Non è facile lavorare come coach professionista

La professione di coach
La professione di coach

Ho appena finito di leggere l’interessante libro di Luca Berni LA PROFESSIONE DI COACH Guida pratica per diventare un Professionista del Coaching (2020), che ti consiglio se vuoi saperne di più su questo tema.

Alcune brevi note su aspetti che mi hanno colpito.

Di coach non si vive

La definizione iniziale di Berni è che Un Coach si può definire Professionista quando esercitando solo il Coaching il suo tenore di vita risulta a lui soddisfacente (p.9).

Poi questa gli sembra troppo integralista (cioè l’asticella è troppo alta) e ne propone una modificata:

Un Coach si può definire Professionista quando, avendo raggiunto un tenore di vita soddisfacente, più del 50% dei suoi guadagni derivano dall’esercizio del Coaching nelle sue varie forme (p.9).

Dunque una buona parte dei coach svolge anche un almeno un altro lavoro, perché, immagino, i proventi dell’attività di coaching non sono sufficienti per vivere. Berni riferisce anche di una convinzione molto diffusa nell’ambiente (che lui elenca fra le convinzioni limitanti) secondo cui Di coach non si vive (10). Berni racconta che la sua esperienza è diversa, ma se girano voci di questo tipo qualcosa di vero ci deve essere, almeno per una parte dei coach.

La gran parte dei formati come coach non lavora come coach

In Italia ci sono circa 100 scuole di coach. Ammettendo che ognuna organizzi almeno 1 corso all’anno con 10 persone, abbiamo 1.000 persone formate come coach ogni anno (p. 12), ma i nuovi coach iscritti a ICT Italia (la principale organizzazione del settore) sono circa 10 all’anno. Con una serie di calcoli, Berni stima che 1 allievo su 25 si iscriverà a ICF Italia e (…) non più di 1 allievo su 12 diventerà un Coach Professionista (13). E prosegue: Mi rendo conto che il ragionamento possa risultare molto empirico e la stima possa apparire “spannometrica” al punto da non essere significativa. Tuttavia, l’esperienza della realtà non fa che confermare questo dato, mostrando semmai che si tratta di un numero fin troppo ottimista.
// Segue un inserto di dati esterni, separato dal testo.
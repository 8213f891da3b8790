/*
[INPUT]:  Command-line arguments
[OUTPUT]: Parsed CLI and configuration with flag overrides applied
[POS]:    CLI layer - argument definitions
[UPDATE]: When changing CLI flags or subcommands
*/

use clap::{Args, Parser, Subcommand};
use mexc_contract_adapter::{OrderCategory, OrderSide, OrderState, PositionType};
use std::path::PathBuf;

use crate::config::ReportConfig;

#[derive(Parser, Debug)]
#[command(name = "mexc-history", version, about = "MEXC futures position and order history report")]
pub struct Cli {
    /// YAML configuration file
    #[arg(long = "config", value_name = "PATH", global = true)]
    pub config_path: Option<PathBuf>,
    #[arg(long = "log-level", value_name = "LEVEL", default_value = "info", global = true)]
    pub log_level: String,
    /// Validate configuration and exit without calling the API
    #[arg(long = "dry-run", global = true)]
    pub dry_run: bool,
    /// Print records and summary as JSON
    #[arg(long, global = true)]
    pub json: bool,
    /// Override the API host
    #[arg(long = "base-url", value_name = "URL", global = true)]
    pub base_url: Option<String>,
    #[arg(long = "page-size", value_name = "N", global = true)]
    pub page_size: Option<u32>,
    #[arg(long = "days", value_name = "DAYS", global = true)]
    pub lookback_days: Option<i64>,
    #[arg(long = "page-delay-ms", value_name = "MS", global = true)]
    pub page_delay_ms: Option<u64>,
    #[command(subcommand)]
    pub command: Command,
}

#[derive(Subcommand, Debug, Clone, PartialEq, Eq)]
pub enum Command {
    /// Closed position history with realized P&L
    Positions(PositionArgs),
    /// Order history with profit and fees
    Orders(OrderArgs),
    /// Positions followed by orders
    All,
}

#[derive(Args, Debug, Clone, Default, PartialEq, Eq)]
pub struct PositionArgs {
    #[arg(long)]
    pub symbol: Option<String>,
    /// `long`, `short`, or the numeric code
    #[arg(long = "type", value_name = "TYPE")]
    pub position_type: Option<PositionType>,
}

#[derive(Args, Debug, Clone, Default, PartialEq, Eq)]
pub struct OrderArgs {
    #[arg(long)]
    pub symbol: Option<String>,
    /// Comma-separated states, e.g. `3,4` or `completed,cancelled`
    #[arg(long, value_delimiter = ',')]
    pub states: Vec<OrderState>,
    #[arg(long)]
    pub category: Option<OrderCategory>,
    #[arg(long)]
    pub side: Option<OrderSide>,
}

impl Cli {
    /// Layer command-line flags over the file (or default) configuration
    pub fn apply_overrides(&self, config: &mut ReportConfig) {
        if let Some(base_url) = &self.base_url {
            config.base_url = base_url.clone();
        }
        if let Some(page_size) = self.page_size {
            config.page_size = page_size;
        }
        if let Some(days) = self.lookback_days {
            config.lookback_days = days;
        }
        if let Some(delay) = self.page_delay_ms {
            config.page_delay_ms = delay;
        }

        match &self.command {
            Command::Positions(args) => {
                if args.symbol.is_some() {
                    config.positions.symbol = args.symbol.clone();
                }
                if args.position_type.is_some() {
                    config.positions.position_type = args.position_type;
                }
            }
            Command::Orders(args) => {
                if args.symbol.is_some() {
                    config.orders.symbol = args.symbol.clone();
                }
                if !args.states.is_empty() {
                    config.orders.states = args.states.clone();
                }
                if args.category.is_some() {
                    config.orders.category = args.category;
                }
                if args.side.is_some() {
                    config.orders.side = args.side;
                }
            }
            Command::All => {}
        }
    }

    pub fn wants_positions(&self) -> bool {
        matches!(self.command, Command::Positions(_) | Command::All)
    }

    pub fn wants_orders(&self) -> bool {
        matches!(self.command, Command::Orders(_) | Command::All)
    }
}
Se non sei bravo o non hai voglia di fare marketing non riuscirai a lavorar come coach

L’80% del tempo del coach è impiegato per fare promozione, e solo il 20% è tempo di erogazione del servizio (31). Senza un piano di Marketing (se proprio non vi va giù questa parola chiamatelo pure “piano d’azione”), si rischia di cercare clienti senza sapere dove, come e cosa cercare. È come andare in giro a caso per una grande città nella speranza di incontrare quell’amico che avete tanta voglia di vedere. Quante possibilità ci sono di incontrarlo? Zero, appunto. Se invece sapete dove lavora, dove abita, quali posti frequenta e quali sono le sue abitudini, le probabilità di incontrarlo si impennano vertiginosamente. Ecco perché ci serve fare Marketing: per massimizzare le nostre possibilità di successo (33). Vendere – (…) è ciò che più di ogni cosa vi serve saper fare per diventare dei professionisti (58).
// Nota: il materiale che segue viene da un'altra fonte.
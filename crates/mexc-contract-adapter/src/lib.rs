/*
[INPUT]:  Crate modules and public type definitions
[OUTPUT]: Public MEXC contract adapter crate surface
[POS]:    Crate root - module wiring
[UPDATE]: When public modules or exports change
*/

pub mod auth;
pub mod http;
pub mod summary;
pub mod types;

// Re-export commonly used types from auth
pub use auth::{Credentials, EnvPresence};

// Re-export commonly used types from http
pub use http::{
    ClientConfig,
    MexcClient,
    MexcError,
    RequestSigner,
    Result,
    encode_params,
};

pub use summary::{OrderSummary, PositionSummary};

// Re-export all types
pub use types::*;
Berni è uno che ce l’ha fatta, perciò vede il bicchiere mezzo pieno. E’ un fatto che una parte rilevante di coloro che si formano come coach troverà poi difficile inserirsi in questo settore e una parte addirittura rinuncerà a svolgere questa professione. Inserirsi nel contiguo settore delle politiche attive è molto più semplice.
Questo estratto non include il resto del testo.